Only the lines from the start of the entries through the line with "self.slots = Default::default();" are wanted; please output them exactly.

=-=-=

impl SolidLayer {
    fn get(
        &mut self,
        mask: &TempBuf<u8>,
        x: f64,
        y: f64,
        stats: &mut CacheStats,
    ) -> Result<&TempBuf<f32>, PaintError> {
        let offset = |pos: f64, size: usize| usize::from(size % 2 == 0 && pos - pos.floor() >= 0.5);
        let offset_x = offset(x, mask.width());
        let offset_y = offset(y, mask.height());

        if self.invalid || self.source != Some(mask.id()) {
            if self.source.is_some() {
                tracing::trace!("Solid cache dropped for mask {}", mask.id());
                stats.invalidations += 1;
            }
            self.slots = Default::default();
            self.source = Some(mask.id());
            self.invalid = false;
        }

        let slot = &mut self.slots[offset_y][offset_x];
        if slot.is_some() {
            stats.hits += 1;
        } else {
            stats.misses += 1;
        }
        fill(slot, || solidify_mask(mask, offset_y, offset_x))
    }
}

fn solidify_mask(
    mask: &TempBuf<u8>,
    offset_y: usize,
    offset_x: usize,
) -> Result<TempBuf<f32>, PaintError> {
    let dest_w = mask.width() + 2;
    let mut dest = TempBuf::<f32>::new(dest_w, mask.height() + 2)?;
    let data = dest.data_mut();
    for y in 0..mask.height() {
        let start = (y + offset_y + 1) * dest_w + offset_x + 1;
        for (d, &m) in data[start..start + mask.width()].iter_mut().zip(mask.row(y)) {
            *d = if m != 0 { 1.0 } else { 0.0 };
        }
    }
    Ok(dest)
}

#[derive(Debug, Default)]
struct PressureLayer {
    key: Option<(u64, i32, PressureProfile)>,
    mask: Option<TempBuf<u8>>,
}

impl PressureLayer {
    #[allow(clippy::too_many_arguments)]
    fn get<'a>(
        &'a mut self,
        subsample: &'a mut SubsampleLayer,
        mask: &TempBuf<u8>,
        x: f64,
        y: f64,
        pressure: f64,
        profile: PressureProfile,
        loops: &PixelLoops,
        stats: &mut CacheStats,
    ) -> Result<&'a TempBuf<u8>, PaintError> {
        let soft = subsample.get(mask, x, y, loops, stats)?;

        let bucket = (pressure * 100.0 + 0.5) as i32;
        if bucket == 50 {
            return Ok(soft);
        }

        let key = (soft.id(), bucket, profile);
        if self.key != Some(key) {
            self.mask = None;
            self.key = Some(key);
        }
        fill(&mut self.mask, || {
            let map = pressure_map(bucket as f64 / 100.0, profile);
            let data = soft.data().iter().map(|&v| map[v as usize]).collect();
            TempBuf::from_vec(soft.width(), soft.height(), data)
        })
    }
}

/// 256-entry coverage remapping for `pressure`
pub fn pressure_map(pressure: f64, profile: PressureProfile) -> [u8; 256] {
    let mut mapi = [0u8; 256];
    match profile {
        PressureProfile::Linear => {
            let step = pressure + pressure;
            let mut k = 0.0;
            for v in mapi.iter_mut() {
                *v = if k > 255.0 { 255 } else { k as u8 };
                k += step;
            }
        }
        PressureProfile::Smooth => {
            let mut map = [0.0f64; 256];
            let mut ds = (pressure - 0.5) * (20.0 / 256.0);
            let mut s = 0.0;
            let mut c = 1.0;
            if ds > 0.0 {
                for m in map.iter_mut() {
                    *m = s / c;
                    s += c * ds;
                    c += s * ds;
                }
                for (v, m) in mapi.iter_mut().zip(map.iter()) {
                    *v = (255.0 * m / map[255]) as u8;
                }
            } else if ds < 0.0 {
                ds = -ds;
                for m in map.iter_mut().rev() {
                    *m = s / c;
                    s += c * ds;
                    c += s * ds;
                }
                for (v, m) in mapi.iter_mut().zip(map.iter()) {
                    *v = (255.0 * (1.0 - m / map[0])) as u8;
                }
            } else {
                for (i, v) in mapi.iter_mut().enumerate() {
                    *v = i as u8;
                }
            }
        }
    }
    mapi
}

/// Mask transform cache owned by one paint core
#[derive(Debug, Default)]
pub struct MaskCache {
    transform: TransformLayer,
    subsample: SubsampleLayer,
    solid: SolidLayer,
    pressure: PressureLayer,
    profile: PressureProfile,
    stats: CacheStats,
}

impl MaskCache {
    pub fn new(profile: PressureProfile) -> Self {
        Self {
            profile,
            ..Self::default()
        }
    }

    pub fn stats(&self) -> CacheStats {
        self.stats
    }

    /// Drop every cached entry
    pub fn invalidate(&mut self) {
        tracing::trace!("Mask cache invalidated");
        self.stats.invalidations += 1;
        self.transform = TransformLayer::default();
        self.subsample.invalid = true;
        self.solid.invalid = true;
        self.pressure = PressureLayer::default();
    }

    /// Bring the transform layer up to date for `brush` and `params`.
    ///
    /// Returns the transformed mask, or `None` when the scale is zero.
    pub fn transform_mask(
        &mut self,
        brush: &Brush,
        params: &TransformParams,
        loops: &PixelLoops,
    ) -> Result<Option<&TempBuf<u8>>, PaintError> {
        if params.scale <= 0.0 {
            self.transform.drop_pixmap();
            return Ok(None);
        }
        let key = TransformKey {
            brush_id: brush.id(),
            generation: brush.generation(),
            params: Some(params.into()),
        };
        let layer = &mut self.transform;
        if layer.mask_key.as_ref() != Some(&key) {
            tracing::trace!(
                "Transforming brush {} (generation {}) scale {:.3} angle {:.3}",
                brush.id(),
                brush.generation(),
                params.scale,
                params.angle
            );
            layer.drop_pixmap();
            layer.mask = Some(transform_buffer(brush.base_mask(), params, loops)?);
            layer.mask_key = Some(key);
            self.subsample.invalid = true;
            self.solid.invalid = true;
            self.stats.misses += 1;
        } else {
            self.stats.hits += 1;
        }
        Ok(self.transform.mask.as_ref())
    }

    /// Transformed pixmap of a color brush
    pub fn transform_pixmap(
        &mut self,
        brush: &Brush,
        params: &TransformParams,
        loops: &PixelLoops,
    ) -> Result<Option<&Pixmap>, PaintError> {
        let pixmap = match brush.pixmap() {
            Some(pixmap) if params.scale > 0.0 => pixmap,
            _ => {
                self.transform.drop_pixmap();
                return Ok(None);
            }
        };
        let key = TransformKey {
            brush_id: brush.id(),
            generation: brush.generation(),
            params: Some(params.into()),
        };
        let layer = &mut self.transform;
        if layer.pixmap_key.as_ref() != Some(&key) {
            layer.pixmap = Some(transform_buffer(pixmap, params, loops)?);
            layer.pixmap_key = Some(key);
        }
        Ok(layer.pixmap.as_ref())
    }

    /// Antialiased mask positioned at the subpixel phase of `(x, y)`
    pub fn get_soft_mask(
        &mut self,
        mask: &TempBuf<u8>,
        x: f64,
        y: f64,
        loops: &PixelLoops,
    ) -> Result<&TempBuf<u8>, PaintError> {
        self.subsample.get(mask, x, y, loops, &mut self.stats)
    }

    /// Binarized mask offset by the half-pixel parity of `(x, y)`
    pub fn get_hard_mask(
        &mut self,
        mask: &TempBuf<u8>,
        x: f64,
        y: f64,
    ) -> Result<&TempBuf<f32>, PaintError> {
        self.solid.get(mask, x, y, &mut self.stats)
    }

    /// Soft mask remapped by `pressure`; pressure 0.5 returns the soft mask
    pub fn get_pressure_mask(
        &mut self,
        mask: &TempBuf<u8>,
        x: f64,
        y: f64,
        pressure: f64,
        loops: &PixelLoops,
    ) -> Result<&TempBuf<u8>, PaintError> {
        self.pressure.get(
            &mut self.subsample,
            mask,
            x,
            y,
            pressure,
            self.profile,
            loops,
            &mut self.stats,
        )
    }

    /// Dab mask derived from the current transformed mask
    pub fn dab_mask(
        &mut self,
        application: BrushApplication,
        x: f64,
        y: f64,
        pressure: f64,
        loops: &PixelLoops,
    ) -> Result<Option<DabMask<'_>>, PaintError> {
        let Self {
            transform,
            subsample,
            solid,
            pressure: pressure_layer,
            profile,
            stats,
        } = self;
        let Some(mask) = transform.mask.as_ref() else {
            return Ok(None);
        };

        let dab = match application {
            BrushApplication::Soft => DabMask::Coverage(subsample.get(mask, x, y, loops, stats)?),
            BrushApplication::Hard => DabMask::Solid(solid.get(mask, x, y, stats)?),
            BrushApplication::Pressure => DabMask::Coverage(pressure_layer.get(
                subsample, mask, x, y, pressure, *profile, loops, stats,
            )?),
        };
        Ok(Some(dab))
    }

    /// Current transformed pixmap, if the brush has one
    pub fn pixmap(&self) -> Option<&Pixmap> {
        self.transform.pixmap.as_ref()
    }
}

=-=-=

Worked solution >>
impl SolidLayer {
    fn get(
        &mut self,
        mask: &TempBuf<u8>,
        x: f64,
        y: f64,
        stats: &mut CacheStats,
    ) -> Result<&TempBuf<f32>, PaintError> {
        let offset = |pos: f64, size: usize| usize::from(size % 2 == 0 && pos - pos.floor() >= 0.5);
        let offset_x = offset(x, mask.width());
        let offset_y = offset(y, mask.height());

        if self.invalid || self.source != Some(mask.id()) {
            if self.source.is_some() {
                tracing::trace!("Solid cache dropped for mask {}", mask.id());
                stats.invalidations += 1;
            }
            self.slots = Default::default();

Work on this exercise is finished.